If the customer claims the bill is more than triple normal, I'd start with taking a look at the last two months' bills and compare them to the same months from a year ago. If the customer can't supply older bills, request the info from the POCO. You need to find out exactly what the increase in kW/h is. Also, determine how the customer is determining the daily usage from rainy days. Are they taking their own readings on the meter or do they have daily usage available online or are they just assuming?

Don't forget to check whether they've opted for a different supplier. Oftentimes those contracts include fine print that explains how rates can change from month to month and I've seen them go way more than 3x in price in a short amount of time. In those cases the usage doesn't even have to change for the bills to skyrocket.

If you determine that usage has gone up it's simple math to figure out what types of appliances may be causing it. If you find those appliances, you're done. If not, you have to look for real leaks to ground.

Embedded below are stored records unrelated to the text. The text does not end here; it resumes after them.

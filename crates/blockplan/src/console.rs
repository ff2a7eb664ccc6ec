//! Colorful console output for calculation events.
//!
//! Provides a `tracing` layer that formats blockplan events with colors.
//!
//! ## Log Levels
//!
//! - **INFO**: Calculation start/end, solve end, provision results
//! - **WARN**: Missing brick catalogs, skipped blocks, timeouts

use std::io::{self, Write};
use std::sync::OnceLock;

use owo_colors::OwoColorize;
use tracing::field::{Field, Visit};
use tracing::{Event, Subscriber};
use tracing_subscriber::layer::{Context, SubscriberExt};
use tracing_subscriber::util::SubscriberInitExt;
use tracing_subscriber::{EnvFilter, Layer};

static INIT: OnceLock<()> = OnceLock::new();

/// Installs the console layer.
///
/// Safe to call multiple times; only the first call has effect. `RUST_LOG`
/// overrides the default `blockplan=info` filter.
pub fn init() {
    INIT.get_or_init(|| {
        let mut filter = EnvFilter::from_default_env();
        for directive in [
            "blockplan_optimizer=info",
            "blockplan_solver=info",
        ] {
            if let Ok(directive) = directive.parse() {
                filter = filter.add_directive(directive);
            }
        }

        let _ = tracing_subscriber::registry()
            .with(filter)
            .with(ConsoleLayer)
            .try_init();
    });
}

/// A tracing layer that prints blockplan events.
pub struct ConsoleLayer;

impl<S: Subscriber> Layer<S> for ConsoleLayer {
    fn on_event(&self, event: &Event<'_>, _ctx: Context<'_, S>) {
        if !event.metadata().target().starts_with("blockplan") {
            return;
        }

        let mut visitor = EventVisitor::default();
        event.record(&mut visitor);

        let output = format_event(&visitor);
        if !output.is_empty() {
            let _ = writeln!(io::stdout(), "{}", output);
        }
    }
}

#[derive(Default)]
struct EventVisitor {
    event: Option<String>,
    status: Option<String>,
    category: Option<String>,
    reason: Option<String>,
    block: Option<u64>,
    block_count: Option<u64>,
    skipped_count: Option<u64>,
    duration_ms: Option<u64>,
    time_limit_ms: Option<u64>,
    live_workers: Option<u64>,
    objective: Option<f64>,
    total_before: Option<f64>,
    total_after: Option<f64>,
}

impl Visit for EventVisitor {
    fn record_debug(&mut self, field: &Field, value: &dyn std::fmt::Debug) {
        let s = format!("{:?}", value).trim_matches('"').to_string();
        match field.name() {
            "event" => self.event = Some(s),
            "status" => self.status = Some(s),
            "category" => self.category = Some(s),
            "reason" => self.reason = Some(s),
            _ => {}
        }
    }

    fn record_str(&mut self, field: &Field, value: &str) {
        match field.name() {
            "event" => self.event = Some(value.to_string()),
            "status" => self.status = Some(value.to_string()),
            "category" => self.category = Some(value.to_string()),
            "reason" => self.reason = Some(value.to_string()),
            _ => {}
        }
    }

    fn record_u64(&mut self, field: &Field, value: u64) {
        match field.name() {
            "block" => self.block = Some(value),
            "block_count" => self.block_count = Some(value),
            "skipped_count" => self.skipped_count = Some(value),
            "duration_ms" => self.duration_ms = Some(value),
            "time_limit_ms" => self.time_limit_ms = Some(value),
            "live_workers" => self.live_workers = Some(value),
            _ => {}
        }
    }

    fn record_i64(&mut self, field: &Field, value: i64) {
        self.record_u64(field, value.max(0) as u64);
    }

    fn record_f64(&mut self, field: &Field, value: f64) {
        match field.name() {
            "objective" => self.objective = Some(value),
            "total_before" => self.total_before = Some(value),
            "total_after" => self.total_after = Some(value),
            _ => {}
        }
    }
}

fn format_event(v: &EventVisitor) -> String {
    match v.event.as_deref().unwrap_or("") {
        "calculate_start" => format!(
            "{} Calculating │ {} blocks",
            "▶".bright_green().bold(),
            v.block_count.unwrap_or(0).bright_yellow()
        ),
        "solve_end" => format!(
            "  {} Solved │ {} │ {}ms",
            "◆".bright_blue(),
            v.status.as_deref().unwrap_or("unknown").bright_white(),
            v.duration_ms.unwrap_or(0).bright_yellow()
        ),
        "solve_timeout" => format!(
            "  {} Solver gave up after {}ms │ {} workers still running",
            "⚠".yellow().bold(),
            v.time_limit_ms.unwrap_or(0).bright_yellow(),
            v.live_workers.unwrap_or(0).bright_red()
        ),
        "calculate_end" => {
            let mut output = format!(
                "{} Done │ {} blocks │ objective {}",
                "■".bright_cyan().bold(),
                v.block_count.unwrap_or(0).bright_yellow(),
                format!("{:.3}", v.objective.unwrap_or(0.0)).bright_green()
            );
            if let Some(skipped) = v.skipped_count.filter(|s| *s > 0) {
                output.push_str(&format!(" │ {} skipped", skipped.bright_red()));
            }
            if let Some(ms) = v.duration_ms {
                output.push_str(&format!(" │ {}ms", ms.bright_yellow()));
            }
            output
        }
        "provision_evaluated" => {
            let before = v.total_before.unwrap_or(0.0);
            let after = v.total_after.unwrap_or(0.0);
            let delta = format!("{:+.3}", after - before);
            let delta = if after >= before {
                delta.bright_green().to_string()
            } else {
                delta.bright_red().to_string()
            };
            format!(
                "{} Provision │ block {} │ {:.3} → {:.3} ({})",
                "●".bright_magenta(),
                v.block.unwrap_or(0),
                before,
                after,
                delta
            )
        }
        "missing_brick_catalog" => format!(
            "  {} block {} │ nothing to build for {}",
            "⚠".yellow().bold(),
            v.block.unwrap_or(0),
            v.category.as_deref().unwrap_or("?").bright_white()
        ),
        "block_skipped" => format!(
            "  {} block {} skipped │ {}",
            "✗".bright_red().bold(),
            v.block.unwrap_or(0),
            v.reason.as_deref().unwrap_or("").bright_black()
        ),
        _ => String::new(),
    }
}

With all the underground lines and exposed conduit on that place you might have your hands full for a while ;)
 

kwired

Electron manager
Location
NE Nebraska
Aside from that tank maybe having some influence on the bill, who would want an old, rickety container holding a few thousand gallons of water a few feet away from the wall of your house?!? If that thing collapses towards the house, it'll find every weakness in that wall ;)

If the customer claims the bill is more than triple normal, I'd start with taking a look at the last two months' bills and compare them to the same months from a year ago. If the customer can't supply older bills, request the info from the POCO. You need to find out exactly what the increase in kW/h is. Also, determine how the customer is determining the daily usage from rainy days. Are they taking their own readings on the meter or do they have daily usage available online or are they just assuming?

Don't forget to check whether they've opted for a different supplier. Oftentimes those contracts include fine print that explains how rates can change from month to month and I've seen them go way more than 3x in price in a short amount of time. In those cases the usage doesn't even have to change for the bills to skyrocket.

If you determine that usage has gone up it's simple math to figure out what types of appliances may be causing it. If you find those appliances, you're done. If not, you have to look for real leaks to ground.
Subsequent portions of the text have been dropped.